Non-Competition Agreement
Exhibit 10.14
This Non-Competition Agreement is made and entered into as of June 30, 2017, between Xxxxxxx Xxxx (“Party A”) and Yefang Zhang (“Party B”), Tantech Holdings Ltd. (“Tantech”), and Farmmi, Inc. (“Farmmi”). Tantech and Farmmi act as the third-Party beneficiaries to have the right power to enforce this Agreement.
WHEREAS, Party A and Party B share beneficial ownership of, and voting and investment power over, the shares of Tantech and Farmmi;
WHEREAS, Tantech manufactures and sells bamboo-based charcoal products both in and outside of China (“Tantech’s business”); and
WHEREAS, Farmmi processes and sells agricultural food products, such as edible fungi both in and outside of China (“Farmmi’s business”).

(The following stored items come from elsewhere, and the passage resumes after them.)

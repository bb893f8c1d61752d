//! Contest dashboard (`/contest/{id}`): the problems table.

use scraper::{ElementRef, Html};
use url::Url;

use crate::macros::fragment;
use crate::model::{ContestId, ProblemSummary};
use crate::page::page_url;
use crate::scrape::{parse_solved_count, ElementRefExt as _, Fragment, Scrape};
use crate::{Error, Result};

pub fn url(contest_id: ContestId) -> Result<Url> {
    page_url(&format!("/contest/{}", contest_id))
}

/// Body of the problems table; used as the page-ready marker.
pub fn problems_table() -> &'static Fragment {
    fragment!(
        "contest problems table",
        "#pageContent > .datatable > div > table.problems > tbody"
    )
}

fn table_rows() -> &'static Fragment {
    fragment!("problem table rows", "tr")
}

fn row_cells() -> &'static Fragment {
    fragment!("problem row cells", "td")
}

fn name_link() -> &'static Fragment {
    fragment!("problem name link", "div > div > a")
}

fn constraints_notice() -> &'static Fragment {
    fragment!("problem constraints notice", "div > div.notice")
}

fn solved_link() -> &'static Fragment {
    fragment!("solved count link", "a")
}

pub struct ProblemsPage {
    content: Html,
}

impl ProblemsPage {
    pub fn parse(html: &str) -> Self {
        Self {
            content: Html::parse_document(html),
        }
    }

    /// Problem rows after the column header.
    pub fn extract_problems(&self, contest_id: ContestId) -> Result<Vec<ProblemSummary>> {
        self.require(problems_table())?
            .select(table_rows().selector())
            .skip(1)
            .map(|row| ProblemRowElem(row).extract_summary(contest_id))
            .collect()
    }
}

impl Scrape for ProblemsPage {
    fn elem(&self) -> ElementRef {
        self.content.root_element()
    }
}

struct ProblemRowElem<'a>(ElementRef<'a>);

impl ProblemRowElem<'_> {
    fn extract_summary(&self, contest_id: ContestId) -> Result<ProblemSummary> {
        let mut cells = self.0.select(row_cells().selector());

        let index = cells
            .next()
            .map(|td| td.inner_text().trim().to_owned())
            .ok_or(Error::ElementNotFound {
                element: "problem index cell",
            })?;

        let name_cell = NameCellElem(cells.next().ok_or(Error::ElementNotFound {
            element: "problem name cell",
        })?);
        let name = name_cell
            .require(name_link())?
            .inner_text()
            .trim()
            .to_owned();
        // The notice mixes the io mode and the limits; the limits are its
        // last text run.
        let constraints = name_cell
            .require(constraints_notice())?
            .text_runs()
            .pop()
            .unwrap_or_default();

        // Third cell is the submit column; the solved count sits in the
        // fourth.
        let solved_cell = cells.nth(1).ok_or(Error::ElementNotFound {
            element: "solved count cell",
        })?;
        let solved_text = solved_cell
            .select(solved_link().selector())
            .next()
            .ok_or(Error::ElementNotFound {
                element: "solved count link",
            })?
            .inner_text();
        let solved_count = parse_solved_count(&solved_text)?;

        Ok(ProblemSummary::new(
            contest_id,
            index,
            name,
            constraints,
            solved_count,
        ))
    }
}

struct NameCellElem<'a>(ElementRef<'a>);

impl Scrape for NameCellElem<'_> {
    fn elem(&self) -> ElementRef {
        self.0
    }
}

NOW, THEREFORE, the Parties hereby agree as follows:
1. Party A and Party B shall not, in their capacity as a shareholder, beneficial owner, director and/or officer of Tantech, vote in favor or otherwise directly or indirectly cause or approve Tantech to engage in Farmmi’s business, and shall vote against or disapprove Tantech to engage in Farmmi’s business.

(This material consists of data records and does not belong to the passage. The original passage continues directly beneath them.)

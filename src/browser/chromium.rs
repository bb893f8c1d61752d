//! chromiumoxide backend.

use std::path::PathBuf;
use std::sync::Arc;
use std::time::Duration;

use async_trait::async_trait;
use chromiumoxide::browser::{Browser, BrowserConfig};
use chromiumoxide::Page;
use futures::StreamExt as _;
use tokio::sync::Mutex;
use tokio::task::JoinHandle;
use tokio::time::sleep;
use tracing::{debug, info};
use url::Url;

use crate::config::Config;
use crate::scrape::Fragment;
use crate::{Error, Result};

use super::{BrowserHandle, Launch, PageHandle};

/// How often a fragment wait re-probes the page.
const WAIT_PROBE_INTERVAL: Duration = Duration::from_millis(100);

/// Flags for running chromium unattended.
static LAUNCH_ARGS: &[&str] = &[
    "--disable-gpu",
    "--no-first-run",
    "--no-default-browser-check",
    "--disable-dev-shm-usage",
    "--disable-background-networking",
];

/// Launches a headless chromium with a persistent profile. The profile
/// directory keeps the login cookies, so sessions survive host restarts.
pub struct ChromiumLauncher {
    profile_dir: PathBuf,
    browser_exe: Option<PathBuf>,
}

impl ChromiumLauncher {
    pub fn new(conf: &Config) -> Self {
        Self {
            profile_dir: conf.profile_dir().clone(),
            browser_exe: conf.browser_exe().clone(),
        }
    }

    fn browser_config(&self) -> Result<BrowserConfig> {
        let mut builder = BrowserConfig::builder()
            .new_headless_mode()
            .no_sandbox()
            .user_data_dir(&self.profile_dir)
            .args(LAUNCH_ARGS.iter().copied());
        if let Some(exe) = &self.browser_exe {
            builder = builder.chrome_executable(exe);
        }
        builder.build().map_err(|detail| Error::BrowserLaunchFailed { detail })
    }
}

#[async_trait]
impl Launch for ChromiumLauncher {
    async fn launch(&self) -> Result<Arc<dyn BrowserHandle>> {
        let config = self.browser_config()?;
        let (browser, mut handler) = Browser::launch(config).await.map_err(Error::launch)?;
        // The handler stream must be drained for the whole browser
        // lifetime; CDP errors on it are diagnostics, not failures.
        let events: JoinHandle<()> = tokio::spawn(async move {
            while let Some(event) = handler.next().await {
                if let Err(err) = event {
                    debug!("browser event error: {}", err);
                }
            }
        });
        info!(profile_dir = %self.profile_dir.display(), "launched headless browser");
        Ok(Arc::new(ChromiumBrowser {
            browser: Mutex::new(browser),
            events,
        }))
    }
}

struct ChromiumBrowser {
    browser: Mutex<Browser>,
    events: JoinHandle<()>,
}

#[async_trait]
impl BrowserHandle for ChromiumBrowser {
    async fn open_page(&self) -> Result<Arc<dyn PageHandle>> {
        let page = self
            .browser
            .lock()
            .await
            .new_page("about:blank")
            .await
            .map_err(Error::page)?;
        Ok(Arc::new(ChromiumPage { page }))
    }

    async fn shutdown(&self) -> Result<()> {
        self.browser.lock().await.close().await.map_err(Error::page)?;
        self.events.abort();
        info!("closed headless browser");
        Ok(())
    }
}

struct ChromiumPage {
    page: Page,
}

#[async_trait]
impl PageHandle for ChromiumPage {
    async fn goto(&self, url: &Url) -> Result<()> {
        self.page.goto(url.as_str()).await.map_err(Error::page)?;
        Ok(())
    }

    async fn wait_for(&self, fragment: &Fragment, timeout: Duration) -> Result<()> {
        let deadline = tokio::time::Instant::now() + timeout;
        loop {
            if self.page.find_element(fragment.source()).await.is_ok() {
                return Ok(());
            }
            if tokio::time::Instant::now() >= deadline {
                return Err(Error::ElementNotFound {
                    element: fragment.name(),
                });
            }
            sleep(WAIT_PROBE_INTERVAL).await;
        }
    }

    async fn html(&self) -> Result<String> {
        self.page.content().await.map_err(Error::page)
    }

    async fn click(&self, fragment: &Fragment) -> Result<()> {
        self.find(fragment).await?.click().await.map_err(Error::page)?;
        Ok(())
    }

    async fn type_into(&self, fragment: &Fragment, text: &str) -> Result<()> {
        let element = self.find(fragment).await?;
        element.click().await.map_err(Error::page)?;
        element.type_str(text).await.map_err(Error::page)?;
        Ok(())
    }

    async fn select_value(&self, fragment: &Fragment, value: &str) -> Result<()> {
        // Drive the <select> through the DOM: option values are stable
        // while visible labels change with compiler updates.
        let js = format!(
            r#"(function() {{
                const el = document.querySelector({selector:?});
                if (!el) return false;
                el.value = {value:?};
                el.dispatchEvent(new Event('change', {{ bubbles: true }}));
                return el.value === {value:?};
            }})()"#,
            selector = fragment.source(),
            value = value,
        );
        let found: bool = self
            .page
            .evaluate(js)
            .await
            .map_err(Error::page)?
            .into_value()
            .map_err(Error::page)?;
        if !found {
            return Err(Error::ElementNotFound {
                element: fragment.name(),
            });
        }
        Ok(())
    }

    async fn wait_for_navigation(&self) -> Result<()> {
        self.page.wait_for_navigation().await.map_err(Error::page)?;
        Ok(())
    }

    async fn close(&self) -> Result<()> {
        self.page.clone().close().await.map_err(Error::page)?;
        Ok(())
    }
}

impl ChromiumPage {
    async fn find(&self, fragment: &Fragment) -> Result<chromiumoxide::Element> {
        self.page
            .find_element(fragment.source())
            .await
            .map_err(|_| Error::ElementNotFound {
                element: fragment.name(),
            })
    }
}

2. Party A and Party B shall not, in their capacity as a shareholder, beneficial owner, director and/or officer of Farmmi, vote in favor or otherwise directly or indirectly cause or approve Farmmi to engage in Tantech’s business, and shall vote against or disapprove Farmmi to engage in Tantech’s business.
3. This Agreement is effective since the date written above. This Agreement terminates when Farmmi ceases its application procedure to be listed on any stock exchange, or when Farmmi and Tantech are both no longer listed on any stock exchange in the United States.

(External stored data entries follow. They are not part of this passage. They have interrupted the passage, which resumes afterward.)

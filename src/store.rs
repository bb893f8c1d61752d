//! Collaborator interfaces owned by the host application.
//!
//! The engine persists nothing itself beyond the browser profile. The
//! last-used account snapshot and the default submission language live in
//! whatever storage the host provides behind [`KeyValueStore`], and other
//! UI surfaces learn about session changes through [`SessionNotifier`].

use std::collections::HashMap;

use async_trait::async_trait;
use serde_json::Value;
use tokio::sync::Mutex;

use crate::Result;

/// Storage paths the engine reads or writes.
pub mod paths {
    /// Last-used credentials and the profile snapshot of the account.
    pub const ACCOUNT_INFO: &str = "accountInfo";
    /// Host settings record; holds `defaultSubmitLangValue`.
    pub const SETTINGS_INFO: &str = "settingsInfo";
}

/// Opaque key-value storage provided by the host.
///
/// Values are JSON documents; the engine defines only the fields it writes
/// under [`paths::ACCOUNT_INFO`] and the single field it reads from
/// [`paths::SETTINGS_INFO`]. Failures surface as
/// [`Error::Store`](crate::Error::Store).
#[async_trait]
pub trait KeyValueStore: Send + Sync {
    async fn get(&self, path: &str) -> Result<Option<Value>>;
    async fn set(&self, path: &str, value: Value) -> Result<()>;
}

/// Fire-and-forget signal that the login session changed. Hosts fan this
/// out to interested surfaces; the engine never waits for delivery.
pub trait SessionNotifier: Send + Sync {
    fn session_changed(&self);
}

/// In-memory store for hosts without persistence and for tests.
#[derive(Debug, Default)]
pub struct MemoryStore {
    entries: Mutex<HashMap<String, Value>>,
}

impl MemoryStore {
    pub fn new() -> Self {
        Self::default()
    }
}

#[async_trait]
impl KeyValueStore for MemoryStore {
    async fn get(&self, path: &str) -> Result<Option<Value>> {
        Ok(self.entries.lock().await.get(path).cloned())
    }

    async fn set(&self, path: &str, value: Value) -> Result<()> {
        self.entries.lock().await.insert(path.to_owned(), value);
        Ok(())
    }
}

4. This Agreement constitutes the full and entire understanding and agreement between and among the Parties with regard to the subject matter hereof. Any term of this Agreement may be amended only with the written consent of each Party. As to Farmmi and Tantech, such written consent will require the approval of a majority of each of Tantech’s and Farmmi’s Board of Directors; provided, however, that each of Party A and Party B shall recuse themselves from such votes.
5. This Agreement is governed by PRC law.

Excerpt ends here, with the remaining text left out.